Fog everywhere. Fog up the river, where it flows among green aits and meadows; fog down the river, where it rolls deified among the tiers of shipping and the waterside pollutions of a great (and dirty) city. Fog on the Essex marshes, fog on the Kentish heights. Fog creeping into the cabooses of collier-brigs; fog lying out on the yards and hovering in the rigging of great ships; fog drooping on the gunwales of barges and small boats. Fog in the eyes and throats of ancient Greenwich pensioners, wheezing by the firesides of their wards; fog in the stem and bowl of the afternoon pipe of the wrathful skipper, down in his close cabin; fog cruelly pinching the toes and fingers of his shivering little ‘prentice boy on deck. Chance people on the bridges peeping over the parapets into a nether sky of fog, with fog all round them, as if they were up in a balloon and hanging in the misty clouds.

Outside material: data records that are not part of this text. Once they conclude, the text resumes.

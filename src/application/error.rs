//! Application-level errors (wraps domain errors)

use thiserror::Error;

use crate::domain::DomainError;

/// Application errors wrap domain errors and add application-level context.
#[derive(Error, Debug)]
pub enum ApplicationError {
    #[error("{0}")]
    Domain(#[from] DomainError),

    #[error("cannot read image {source_name}: {source}")]
    Construction {
        source_name: String,
        #[source]
        source: std::io::Error,
    },

    #[error("config error: {message}")]
    Config { message: String },
}

/// Result type for application layer operations.
pub type ApplicationResult<T> = Result<T, ApplicationError>;
//! The canonical in-memory service model.
//!
//! Every discovery source (Consul, Marathon, the static file) normalizes its
//! backend's view of the world into [`DiscoveredService`] values. The
//! aggregator merges them and the resource builder projects the merged set
//! into proxy configuration. Nothing downstream of a source ever sees
//! backend-specific types.

use std::fmt;
use std::str::FromStr;
use std::time::Duration;

use serde::Deserialize;

/// A single reachable instance of a service.
#[derive(Debug, Clone, PartialEq, Eq)]
pub struct ServiceInstance {
    /// Hostname or IP address.
    pub address: String,
    /// TCP port.
    pub port: u16,
}

impl ServiceInstance {
    /// Create a new instance.
    pub fn new(address: impl Into<String>, port: u16) -> Self {
        Self {
            address: address.into(),
            port,
        }
    }
}

/// What a route matches on.
#[derive(Debug, Clone, Copy, PartialEq, Eq, Default, Deserialize)]
#[serde(rename_all = "lowercase")]
pub enum MatchType {
    /// Path prefix only.
    #[default]
    Path,
    /// Header equality (the path prefix still applies, typically `/`).
    Header,
    /// Path prefix and header equality.
    Both,
}

impl MatchType {
    /// Whether this match type carries a header matcher.
    #[inline]
    pub fn matches_header(self) -> bool {
        matches!(self, MatchType::Header | MatchType::Both)
    }
}

impl FromStr for MatchType {
    type Err = crate::FlexdsError;

    fn from_str(s: &str) -> Result<Self, Self::Err> {
        match s {
            "path" => Ok(MatchType::Path),
            "header" => Ok(MatchType::Header),
            "both" => Ok(MatchType::Both),
            other => Err(crate::FlexdsError::parse(
                "match_type",
                format!("unknown value {other:?}"),
            )),
        }
    }
}

impl fmt::Display for MatchType {
    fn fmt(&self, f: &mut fmt::Formatter<'_>) -> fmt::Result {
        let s = match self {
            MatchType::Path => "path",
            MatchType::Header => "header",
            MatchType::Both => "both",
        };
        f.write_str(s)
    }
}

/// Path rewrite applied when a route forwards upstream.
///
/// At most one rewrite applies per route. Sources that expose both a prefix
/// and a regex rewrite field resolve the conflict at construction: regex
/// wins.
#[derive(Debug, Clone, PartialEq, Eq, Default)]
pub enum Rewrite {
    /// Forward the path unchanged.
    #[default]
    None,
    /// Replace the matched prefix with the given string.
    Prefix(String),
    /// Regex match-and-substitute over the whole path.
    Regex {
        /// Pattern to match.
        pattern: String,
        /// Replacement, may reference capture groups.
        substitution: String,
    },
}

impl Rewrite {
    /// Build a rewrite from the raw optional prefix/regex fields sources
    /// carry on the wire. Regex takes priority when both are set.
    pub fn from_fields(prefix: &str, regex: &str, replacement: &str) -> Self {
        if !regex.is_empty() {
            Rewrite::Regex {
                pattern: regex.to_string(),
                substitution: replacement.to_string(),
            }
        } else if !prefix.is_empty() {
            Rewrite::Prefix(prefix.to_string())
        } else {
            Rewrite::None
        }
    }
}

/// A single routing rule for a service.
#[derive(Debug, Clone, PartialEq, Eq)]
pub struct RoutePattern {
    /// Route name, for logging only.
    pub name: String,
    /// What the route matches on.
    pub match_type: MatchType,
    /// Path prefix to match. Required; routes without one are dropped by the
    /// parsers.
    pub path_prefix: String,
    /// Header name, for header and both matches.
    pub header_name: String,
    /// Header value, exact match.
    pub header_value: String,
    /// Upstream path rewrite.
    pub rewrite: Rewrite,
    /// Host domains this route serves.
    pub hosts: Vec<String>,
}

impl RoutePattern {
    /// Default host list (`*`).
    pub fn default_hosts() -> Vec<String> {
        vec!["*".to_string()]
    }
}

/// A service with its instances and routing configuration, as reported by
/// one discovery source.
#[derive(Debug, Clone, PartialEq, Eq, Default)]
pub struct DiscoveredService {
    /// Cluster identifier. Must be unique across the merged service set.
    pub name: String,
    /// Known instances. May be empty; such services contribute no resources.
    pub instances: Vec<ServiceInstance>,
    /// Routing patterns. May be empty; such services contribute no resources.
    pub routes: Vec<RoutePattern>,
    /// Speak HTTP/2 to upstream instances.
    pub enable_http2: bool,
    /// Wrap upstream connections in TLS.
    pub enable_tls: bool,
    /// Fixed DNS refresh rate. `None` means respect DNS TTLs.
    pub dns_refresh_rate: Option<Duration>,
}

#[cfg(test)]
mod tests {
    use super::*;

    #[test]
    fn match_type_parsing() {
        assert_eq!("path".parse::<MatchType>().unwrap(), MatchType::Path);
        assert_eq!("header".parse::<MatchType>().unwrap(), MatchType::Header);
        assert_eq!("both".parse::<MatchType>().unwrap(), MatchType::Both);
        assert!("prefix".parse::<MatchType>().is_err());
    }

    #[test]
    fn match_type_header_flag() {
        assert!(!MatchType::Path.matches_header());
        assert!(MatchType::Header.matches_header());
        assert!(MatchType::Both.matches_header());
    }

    #[test]
    fn rewrite_regex_wins_over_prefix() {
        let rewrite = Rewrite::from_fields("/", "^/api(/.*)$", "$1");
        assert_eq!(
            rewrite,
            Rewrite::Regex {
                pattern: "^/api(/.*)$".into(),
                substitution: "$1".into(),
            }
        );
    }

    #[test]
    fn rewrite_prefix_without_regex() {
        assert_eq!(Rewrite::from_fields("/", "", ""), Rewrite::Prefix("/".into()));
        assert_eq!(Rewrite::from_fields("", "", ""), Rewrite::None);
    }
}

Gas looming through the fog in divers places in the streets, much as the sun may, from the spongey fields, be seen to loom by husbandman and ploughboy. Most of the shops lighted two hours before their time–as the gas seems to know, for it has a haggard and unwilling look.

The raw afternoon is rawest, and the dense fog is densest, and the muddy streets are muddiest near that leaden-headed old obstruction, appropriate ornament for the threshold of a leaden-headed old corporation, Temple Bar. And hard by Temple Bar, in Lincoln’s Inn Hall, at the very heart of the fog, sits the Lord High Chancellor in his High Court of Chancery.

Sure, there’s plenty to be remarked about this passage, beginning with its literary virtuosity and metaphoric ingenuity. Dinosaurs and compound interest? Snowflakes in mourning? ‘Fog’ used 13 times in one paragraph? Gas that’s ‘haggard and unwilling’? I’m reduced to the exclamatory mode some critics objected to in James Wood’s How Fiction Works: “What a piece of writing that is!” It puts to shame other writers called ‘Dickensian’ for no apparent reason except that they write multiplot novels with quirky characters and lots of emotion. There’s also its extraordinary efficiency at launching both governing ideas and dominant images of the vast novel it introduces; fog, mud, and infection order the thinking of Bleak House as much as webs do the same for Middlemarch. But really, the point of this passage is just to read it, to experience it, and then to carry the impression of it with you as you read on. (Is this response ‘aesthetic’? I’m not sure, or at least I’m not sure I could separate my admiration for the literary features of this passage from my sense of its ethics–or, better, its ethos.)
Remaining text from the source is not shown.